Apple’s recently launched original content arm Apple TV+ snags Tom Hanks' big-screen World War II-era movie ‘Greyhound’ for a reported $70 million.

Apple’s  (AAPL)  recently launched original content arm Apple TV+ has snagged Tom Hanks's big-screen World War II-era movie "Greyhound" from Sony Pictures for a reported $70 million, which it plans to stream directly to its subscribers.

The blockbuster movie, starring Hanks and produced by Sony Pictures, was originally meant to be released in theaters on Father's Day but will now be streamed directly to Apple TV+ subscribers, according to reports.

Apple reportedly paid Sony $70 million for 15 years of streaming rights for the film, though Sony retained the right to distribute the movie in China, where it could still release it in theaters. The deal was reportedly approved directly by Hanks himself.

The direct-to-home release marks the first major non-animated movie to be released on a streaming service rather than in theaters, many of which remain closed due to the coronavirus pandemic. It also marks Apple TV+’s biggest film release on ‌Apple TV‌+ to date.

In the film, Hanks plays George Krause, a Navy officer in charge of the Greyhound destroyer assigned to lead an Allied convoy across the Atlantic that ends up being pursued by German U-Boats in what became known as the Battle of the Atlantic.
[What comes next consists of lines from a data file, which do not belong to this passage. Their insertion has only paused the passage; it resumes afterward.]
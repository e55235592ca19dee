//! Open node and edge type vocabularies
//!
//! Types are free text in storage: extraction may emit kinds nobody has seen
//! before and the store accepts them. Values are normalized and validated once,
//! when they are constructed from outside input, and a registry of recognized
//! domain values lets readers branch on the well-known ones.

use serde::{Deserialize, Serialize};
use std::borrow::Cow;
use std::fmt;
use std::str::FromStr;

/// Maximum length of a type name
pub const MAX_TYPE_LEN: usize = 64;

fn normalize(kind: &str, raw: &str) -> Result<String, String> {
    let value = raw.trim().to_lowercase().replace([' ', '-'], "_");
    if value.is_empty() {
        return Err(format!("{} cannot be empty", kind));
    }
    if value.len() > MAX_TYPE_LEN {
        return Err(format!("{} '{}' exceeds {} characters", kind, value, MAX_TYPE_LEN));
    }
    if !value
        .chars()
        .all(|c| c.is_ascii_lowercase() || c.is_ascii_digit() || c == '_')
    {
        return Err(format!(
            "{} '{}' may only contain letters, digits and underscores",
            kind, value
        ));
    }
    Ok(value)
}

macro_rules! open_type {
    (
        $(#[$meta:meta])* $name:ident, $kind:literal,
        { $( $(#[$cmeta:meta])* $konst:ident => $text:literal ),+ $(,)? }
    ) => {
        $(#[$meta])*
        #[derive(Debug, Clone, PartialEq, Eq, Hash, PartialOrd, Ord, Serialize, Deserialize)]
        #[serde(try_from = "String", into = "String")]
        pub struct $name(Cow<'static, str>);

        impl $name {
            $(
                $(#[$cmeta])*
                pub const $konst: $name = $name(Cow::Borrowed($text));
            )+

            /// Every value the domain recognizes
            pub const KNOWN: &'static [&'static str] = &[$($text),+];

            /// Validate and normalize a type name from outside input
            ///
            /// Unknown values are accepted as long as they are well formed.
            pub fn new(raw: &str) -> Result<Self, String> {
                normalize($kind, raw).map(|v| Self(Cow::Owned(v)))
            }

            /// Get the type name
            pub fn as_str(&self) -> &str {
                &self.0
            }

            /// Whether this value is in the recognized registry
            pub fn is_known(&self) -> bool {
                Self::KNOWN.contains(&self.as_str())
            }
        }

        impl fmt::Display for $name {
            fn fmt(&self, f: &mut fmt::Formatter<'_>) -> fmt::Result {
                f.write_str(&self.0)
            }
        }

        impl FromStr for $name {
            type Err = String;

            fn from_str(s: &str) -> Result<Self, Self::Err> {
                Self::new(s)
            }
        }

        impl TryFrom<String> for $name {
            type Error = String;

            fn try_from(value: String) -> Result<Self, Self::Error> {
                Self::new(&value)
            }
        }

        impl From<$name> for String {
            fn from(value: $name) -> Self {
                value.0.into_owned()
            }
        }
    };
}

open_type!(
    /// Kind of a node (open vocabulary)
    NodeType, "node type",
    {
        /// A source document; provenance points back at these
        DOCUMENT => "document",
        /// Something that happened
        EVENT => "event",
        /// A property claimed about an entity
        ATTRIBUTE => "attribute",
        /// A relation reified as a node
        RELATION => "relation",
        /// A person
        PERSON => "person",
        /// A place
        PLACE => "place",
        /// An organization
        ORGANIZATION => "organization",
        /// A physical or abstract object
        OBJECT => "object",
        /// A chunk of a source document
        CHUNK => "chunk",
        /// A literal value
        VALUE => "value",
        /// A detected inconsistency between claims
        INCONSISTENCY => "inconsistency",
        /// A recorded human review action
        REVIEW_ACTION => "review_action",
    }
);

open_type!(
    /// Kind of an edge (open vocabulary)
    EdgeType, "edge type",
    {
        /// Entity participates in a claim
        INVOLVED_IN => "involved_in",
        /// Two entity nodes denote the same referent
        SAME_AS => "same_as",
        /// Generic relation between entities
        RELATED_TO => "related_to",
        /// Something happened or exists at a place
        LOCATED_AT => "located_at",
        /// Causal link between events
        CAUSES => "causes",
        /// A source asserts a claim
        ASSERTS => "asserts",
        /// Two claims contradict each other
        CONTRADICTS => "contradicts",
        /// An action was performed by an actor
        PERFORMED_BY => "performed_by",
        /// A review action approves a claim
        APPROVES => "approves",
        /// A review action rejects a claim
        REJECTS => "rejects",
        /// An attribute has a value
        HAS_VALUE => "has_value",
    }
);

impl NodeType {
    /// Entity kinds shown in the relationship graph
    pub fn is_entity(&self) -> bool {
        matches!(self.as_str(), "person" | "place" | "organization" | "object")
    }

    /// Claim kinds shown on the timeline
    pub fn is_claim(&self) -> bool {
        matches!(self.as_str(), "event" | "attribute" | "relation")
    }
}

#[cfg(test)]
mod tests {
    use super::*;

    #[test]
    fn test_known_constants() {
        assert_eq!(NodeType::PERSON.as_str(), "person");
        assert!(NodeType::PERSON.is_known());
        assert!(NodeType::PERSON.is_entity());
        assert!(NodeType::EVENT.is_claim());
        assert!(EdgeType::SAME_AS.is_known());
    }

    #[test]
    fn test_unknown_values_are_accepted() {
        let ty = NodeType::new("Starship Class").unwrap();
        assert_eq!(ty.as_str(), "starship_class");
        assert!(!ty.is_known());
    }

    #[test]
    fn test_parsed_value_equals_constant() {
        assert_eq!(NodeType::new(" Person ").unwrap(), NodeType::PERSON);
        assert_eq!("same-as".parse::<EdgeType>().unwrap(), EdgeType::SAME_AS);
    }

    #[test]
    fn test_invalid_values_rejected() {
        assert!(NodeType::new("").is_err());
        assert!(NodeType::new("   ").is_err());
        assert!(EdgeType::new("drop;table").is_err());
        assert!(EdgeType::new(&"x".repeat(MAX_TYPE_LEN + 1)).is_err());
    }

    #[test]
    fn test_serde_validates() {
        let ty: NodeType = serde_json::from_str("\"Organization\"").unwrap();
        assert_eq!(ty, NodeType::ORGANIZATION);
        assert!(serde_json::from_str::<NodeType>("\"\"").is_err());
        assert_eq!(serde_json::to_string(&EdgeType::CAUSES).unwrap(), "\"causes\"");
    }
}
Apple has been struggling to carve out space and gain subscribers in a competitive market dominated by Netflix  (NFLX)  and Walt Disney  (DIS) . While the company has focused mostly on creating original content it is reportedly focusing on licensing older content.

On the flip side, so have theaters. AMC Theaters (AMC)  earlier this month said it will no longer screen films made by Universal Pictures after Universal opted to bypass theaters and release its “Trolls: World Tour” animated movie directly to consumers amid the coronavirus pandemic and global lockdown.

Shares of Apple were up 1.70% at $318.45 in trading on Wednesday.